У нас, теперешних участников процесса самосовершенствования, условия задачи поменялись. Жить придется долго, но жить надо хорошо, а потому: найди психолога, пройди терапию. Найди черную дыру в своей системе ценностей, научись ее латать и штопать, и остаток биографии проведешь осознанно. В контакте, как они говорят, со своими чувствами. Будешь сидеть на совещании, или у дантиста, и сознавать: что же мне так больно и так грустно? Серотонин совсем упал. А если добавить адреналину? А вот и вы, мои верные эндорфины, спасибо, родненькие, не подвели.
И что же, когда найдут мой потрепанный череп с изумительно запломбированными зубами, чему он будет загадочно улыбаться? Не такая уж загадка.
Вот соберусь и сразу вспомню. Где они, случаи острого счастья, примеры незаурядного здоровья и успехов в труде. Где они, кристаллы счастья в личной жизни. Они там же, где напоминания и подтверждения всего того, вблизи чего не хочется ни быть, ни говорить. Чем больше собираю доступные мне доказательства присутствия счастья, тем больше напоминаний о темной стороне.

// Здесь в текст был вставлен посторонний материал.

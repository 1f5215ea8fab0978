use ndarray::{Zip, prelude::*};

use crate::{MlErr, Result};

/// Max pooling over non padded windows, rounding the output size down.
#[derive(Debug, Clone)]
pub struct MaxPool2d {
    kernel: (usize, usize),
    stride: (usize, usize),
}

impl MaxPool2d {
    pub fn new(kernel: (usize, usize), stride: (usize, usize)) -> Self {
        Self { kernel, stride }
    }

    pub fn output_shape(&self, input: &[usize]) -> Result<Vec<usize>> {
        let invalid = || MlErr::InvalidShape {
            layer: "max_pool2d",
            got: input.to_vec(),
        };

        let &[c, h, w] = input else {
            return Err(invalid());
        };

        let (oh, ow) = self.spatial_out((h, w)).ok_or_else(invalid)?;
        Ok(vec![c, oh, ow])
    }

    fn spatial_out(&self, (h, w): (usize, usize)) -> Option<(usize, usize)> {
        let (kh, kw) = self.kernel;
        let (sh, sw) = self.stride;

        if kh == 0 || kw == 0 || sh == 0 || sw == 0 || h < kh || w < kw {
            return None;
        }

        Some(((h - kh) / sh + 1, (w - kw) / sw + 1))
    }

    /// Pools every plane of `x`.
    ///
    /// # Returns
    /// The pooled batch and, for every output element, the flat index of the winning element
    /// within its input plane.
    pub fn forward(&self, x: ArrayView4<f32>) -> Result<(Array4<f32>, Array4<usize>)> {
        let (n, c, h, w) = x.dim();
        let (oh, ow) = self.spatial_out((h, w)).ok_or(MlErr::InvalidShape {
            layer: "max_pool2d",
            got: x.shape().to_vec(),
        })?;

        let (kh, kw) = self.kernel;
        let (sh, sw) = self.stride;

        let mut y = Array4::zeros((n, c, oh, ow));
        let mut argmax = Array4::zeros((n, c, oh, ow));

        let x = x.as_standard_layout();
        let x = x.view().into_shape_with_order((n * c, h, w))?;
        let mut y_planes = y.view_mut().into_shape_with_order((n * c, oh, ow))?;
        let mut arg_planes = argmax.view_mut().into_shape_with_order((n * c, oh, ow))?;

        Zip::from(y_planes.outer_iter_mut())
            .and(arg_planes.outer_iter_mut())
            .and(x.outer_iter())
            .par_for_each(|mut y, mut arg, x| {
                for ((oy, ox), y) in y.indexed_iter_mut() {
                    let (y0, x0) = (oy * sh, ox * sw);
                    let mut best = (x[[y0, x0]], y0 * w + x0);

                    for iy in y0..y0 + kh {
                        for ix in x0..x0 + kw {
                            let v = x[[iy, ix]];
                            if v > best.0 {
                                best = (v, iy * w + ix);
                            }
                        }
                    }

                    *y = best.0;
                    arg[[oy, ox]] = best.1;
                }
            });

        Ok((y, argmax))
    }

    /// Routes every element of `d` back to the input element that won its window.
    pub fn backward(
        &self,
        argmax: &Array4<usize>,
        input_dim: (usize, usize, usize, usize),
        d: Array4<f32>,
    ) -> Result<Array4<f32>> {
        if argmax.dim() != d.dim() {
            return Err(MlErr::InvalidShape {
                layer: "max_pool2d",
                got: d.shape().to_vec(),
            });
        }

        let (n, c, h, w) = input_dim;
        let (_, _, oh, ow) = d.dim();

        let mut dx = Array3::<f32>::zeros((n * c, h, w));
        let d = d.into_shape_with_order((n * c, oh * ow))?;
        let argmax = argmax.view().into_shape_with_order((n * c, oh * ow))?;

        Zip::from(dx.outer_iter_mut())
            .and(d.outer_iter())
            .and(argmax.outer_iter())
            .par_for_each(|mut dx, d, argmax| {
                for (&d, &i) in d.iter().zip(argmax) {
                    dx[[i / w, i % w]] += d;
                }
            });

        Ok(dx.into_shape_with_order((n, c, h, w))?)
    }
}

Когда горел собор в Париже, я не могла разделить общего отчаяния – ведь я давно живу в ожидании затопления Венеции. Ко всеобщему горю я вышла с обратной стороны, сделав опережающий виток. Что же это значит? Серотонина маловато. Отдохнуть бы. Съездить бы в Венецию. Среди полнейшего благополучия всегда быть готовой к худшему – это стыдно или разумно? Я не знаю; но подозреваю, что моя манера быть благодарной за каждый прожитый день питается оттуда же – «а мог бы и бритовкой».
А так-то да, я разве против, счастье и близко, и возможно.
Вот недавно пришло письмо, похожее на телеграмму Нобелевского комитета. В процессе обсуждения новости кое-кто лег на спину и осторожно подрыгал ногами – иначе было не выразить своего удовольствия.
(Заметила: стараясь рассказать о радости, заказываю в архиве памяти те же ощущения, какие бывают от нескольких глотков шампанского. Значит, описываю моменты ловли кайфа, а поскольку я законченный ботаник, то и кайф у меня вот такой – в цветочек.)
И идем мы с соучастником всех моих удач праздновать по умильной весенней погоде в кафе, и усаживаемся в зале, – а там совсем рай: высокие окна, белые скатерти, гнутые стулья, кофе с пирожными, маленький оркестрик гоняет послевоенные хиты.
И хоть я никакого шампанского и не пила, в голове цветной туман и именинная радость. А возле каждого столика – по любимой собаке (собаки точно любимые – иначе что им делать в этом накрахмаленном раю).